1. ¹Center for Psychiatric Neuroscience, Centre Hospitalier Universitaire Vaudois and University of Lausanne, Switzerland
2. ²Department of Psychiatry, Centre Hospitalier Universitaire Vaudois and University of Lausanne, Lausanne, Switzerland
3. ³EEG Core, Center for Biomedical Imaging of Lausanne and Geneva, Centre Hospitalier Universitaire Vaudois and University of Lausanne, Switzerland
4. ⁴Radiology Service, Centre Hospitalier Universitaire Vaudois and University of Lausanne, Lausanne, Switzerland
5. ⁵Functional Electrical Neuroimaging Laboratory, Neuropsychology and Neurorehabilitation Service, Centre Hospitalier Universitaire Vaudois and University of Lausanne, Lausanne, Switzerland
6. ⁶Mental Health Research Institute of Victoria, Victoria, Australia
7. ⁷Department of Clinical and Biomedical Sciences, University of Melbourne, Melbourne, Australia
8. ⁸Central Laboratory for Clinical Chemistry, Centre Hospitalier Universitaire Vaudois and University of Lausanne, Lausanne, Switzerland
9. ⁹Monash University, Clayton, Australia
10. ¹⁰Department of Clinical Pharmacology, Centre Hospitalier Universitaire Vaudois and University of Lausanne, Lausanne, Switzerland

Correspondence: Dr KQ Do, Center for Psychiatric Neuroscience, Department of Psychiatry, Lausanne University Hospital, Prilly 1008, Switzerland.
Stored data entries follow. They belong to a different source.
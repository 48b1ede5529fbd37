pub mod error;
pub mod failure;
pub mod status;

pub use error::{CoreError, CoreErrorKind};
pub use failure::Failure;
pub use status::{PromiseStatus, RunnerSnapshot};

pub type Outcome<T> = Result<T, Failure>;
struct Inner<T> {
    state: Mutex<State<T>>,
    token: CancelToken,
    links: Mutex<Vec<Weak<dyn CancelNode>>>,
}

impl<T: Clone + Send + 'static> Inner<T> {
    fn new() -> Self {
        Self {
            state: Mutex::new(State::Pending(Vec::new())),
            token: CancelToken::new(),
            links: Mutex::new(Vec::new()),
        }
    }

    fn lock_state(&self) -> MutexGuard<'_, State<T>> {
        self.state.lock().unwrap_or_else(PoisonError::into_inner)
    }

    fn settle(&self, outcome: Outcome<T>) -> bool {
        let subscribers = {
            let mut state = self.lock_state();
            let State::Pending(subscribers) = &mut *state else {
                tracing::trace!("ignoring settlement of an already resolved promise");
                return false;
            };
            let subscribers = mem::take(subscribers);
            *state = match &outcome {
                Ok(value) => State::Fulfilled(value.clone()),
                Err(failure) => State::Rejected(failure.clone()),
            };
            subscribers
        };

        for subscriber in subscribers {
            subscriber(outcome.clone());
        }
        true
    }

    fn subscribe(&self, subscriber: Subscriber<T>) {
        let settled = {
            let mut state = self.lock_state();
            match &mut *state {
                State::Pending(subscribers) => {
                    subscribers.push(subscriber);
                    return;
                }
                State::Fulfilled(value) => Ok(value.clone()),
                State::Rejected(failure) => Err(failure.clone()),
            }
        };
        subscriber(settled);
    }

    fn outcome(&self) -> Option<Outcome<T>> {
        match &*self.lock_state() {
            State::Pending(_) => None,
            State::Fulfilled(value) => Some(Ok(value.clone())),
            State::Rejected(failure) => Some(Err(failure.clone())),
        }
    }

    fn status(&self) -> PromiseStatus {
        match &*self.lock_state() {
            State::Pending(_) => PromiseStatus::Pending,
            State::Fulfilled(_) => PromiseStatus::Fulfilled,
            State::Rejected(_) => PromiseStatus::Rejected,
        }
    }

    fn link(&self, node: Weak<dyn CancelNode>) {
        self.links
            .lock()
            .unwrap_or_else(PoisonError::into_inner)
            .push(node.clone());

        if self.token.is_requested()
            && let Some(node) = node.upgrade()
        {
            node.request_cancel();
        }
    }
}

impl<T: Clone + Send + 'static> CancelNode for Inner<T> {
    fn request_cancel(&self) {
        if self.status().is_resolved() || !self.token.request() {
            return;
        }

        let links = self
            .links
            .lock()
            .unwrap_or_else(PoisonError::into_inner)
            .clone();
        tracing::debug!(links = links.len(), "promise cancellation requested");
        for link in links {
            if let Some(node) = link.upgrade() {
                node.request_cancel();
            }
        }
    }
}

enum Step<T> {
    Value(T),
    Adopt(Promise<T>),
}

/// The settling side of a promise.
///
/// Only the first `fulfill`/`reject`/`settle` call on any clone has an effect.
pub struct Resolver<T> {
    inner: Arc<Inner<T>>,
}

impl<T> Clone for Resolver<T> {
    fn clone(&self) -> Self {
        Self {
            inner: self.inner.clone(),
        }
    }
}

impl<T: Clone + Send + 'static> Resolver<T> {
    pub fn fulfill(&self, value: T) -> bool {
        self.inner.settle(Ok(value))
    }

    pub fn reject(&self, error: impl Into<Failure>) -> bool {
        self.inner.settle(Err(error.into()))
    }

    pub fn settle(&self, outcome: Outcome<T>) -> bool {
        self.inner.settle(outcome)
    }

    /// Whether cancellation was requested on the promise this resolver settles.
    pub fn is_cancelled(&self) -> bool {
        self.inner.token.is_requested()
    }

    /// Attaches the handle that a cancel request on this resolver's promise
    /// should reach. A request made earlier cancels the handle right away.
    pub fn bind_cancelable(&self, handle: Arc<dyn Cancelable>) {
        self.inner.token.bind(handle);
    }

    /// Settles with `source`'s outcome. The settlement is handed to `executor`
    /// so chains of adopted promises unwind instead of nesting on one stack.
    fn adopt(&self, source: &Promise<T>, executor: Arc<dyn Executor>) {
        self.inner.link(source.cancel_node());
        let resolver = self.clone();
        source
            .inner
            .subscribe(Box::new(move |outcome| {
                executor.execute(Box::new(move || {
                    resolver.settle(outcome);
                }));
            }));
    }
}
pub mod execution;
pub mod models;
pub mod orchestration;
pub mod promise;
pub mod task_context;

pub use models::{CoreError, CoreErrorKind, Failure, Outcome, PromiseStatus};
pub use orchestration::{RunnerDelegate, Task, TaskRunner, TaskSource};
pub use promise::{Promise, Resolver};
Tel: +41 21 643 6565; Fax: +41 21 643 6562; E-mail: Kim.Do@CHUV.ch

¹¹These two authors have contributed equally to this work.
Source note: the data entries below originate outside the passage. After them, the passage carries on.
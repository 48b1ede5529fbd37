pub mod block_task;
pub mod in_memory;
pub mod runner;

pub use block_task::BlockTask;
pub use in_memory::{InMemoryTaskSource, RescueHandler};
pub use runner::TaskRunner;

use std::sync::Arc;

use crate::models::{CoreError, CoreErrorKind, Failure};
use crate::promise::Promise;

/// A named unit of asynchronous work.
pub trait Task: Send + Sync {
    fn id(&self) -> &str;

    fn run(&self) -> Promise<()>;
}

/// Called exactly once by [`TaskSource::rescue`]: `None` when the rescue
/// succeeded, otherwise the error that ended it.
pub type RescueCompletion = Box<dyn FnOnce(Option<Failure>) + Send>;

/// Supplies tasks and per-task failure policy to a [`TaskRunner`].
///
/// Any bookkeeping about tasks (rescue attempts, retried state) belongs to
/// the source; the runner only keeps a cursor.
pub trait TaskSource: Send + Sync {
    fn task_count(&self) -> usize;

    fn task_at(&self, index: usize) -> Arc<dyn Task>;

    fn can_rescue(&self, _index: usize, _error: &Failure) -> bool {
        false
    }

    fn rescue(&self, index: usize, completion: RescueCompletion) {
        completion(Some(
            CoreError::new(
                CoreErrorKind::Internal,
                format!("task source does not implement rescue for task {index}"),
            )
            .into(),
        ));
    }

    fn is_required(&self, _index: usize) -> bool {
        true
    }
}

/// Progress notifications from a [`TaskRunner`].
pub trait RunnerDelegate: Send + Sync {
    fn will_start(&self) {}

    fn will_resume(&self) {}

    fn will_run_task(&self, _index: usize) {}

    fn task_finished(&self, _index: usize, _error: Option<&Failure>) {}

    fn run_stopped(&self, _index: usize, _error: &Failure) {}

    fn run_finished(&self, _error: Option<&Failure>) {}
}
Received 10 May 2007; Accepted 9 October 2007; Published online 14 November 2007.

Abstract

In schizophrenia patients, glutathione dysregulation at the gene, protein and functional levels, leads to N-methyl-D-aspartate (NMDA) receptor hypofunction. These patients also exhibit deficits in auditory sensory processing that manifests as impaired mismatch negativity (MMN), which is an auditory evoked potential (AEP) component related to NMDA receptor function. N-acetyl-cysteine (NAC), a glutathione precursor, was administered to patients to determine whether increased levels of brain glutathione would improve MMN and by extension NMDA function. A randomized, double-blind, cross-over protocol was conducted, entailing the administration of NAC (2g/day) for 60 days and then placebo for another 60 days (or vice versa). 128-channel AEPs were recorded during a frequency oddball discrimination task at protocol onset, at the point of cross-over, and at the end of the study. At the onset of the protocol, the MMN of patients was significantly impaired compared to sex- and age- matched healthy controls (p=0.003), without any evidence of concomitant P300 component deficits. Treatment with NAC significantly improved MMN generation compared with placebo (p=0.025) without any measurable effects on the P300 component. MMN improvement was observed in the absence of robust changes in assessments of clinical severity, though the latter was observed in a larger and more prolonged clinical study. This pattern suggests that MMN enhancement may precede changes to indices of clinical severity, highlighting the possible utility AEPs as a biomarker of treatment efficacy. The improvement of this functional marker may indicate an important pathway towards new therapeutic strategies that target glutathione dysregulation in schizophrenia.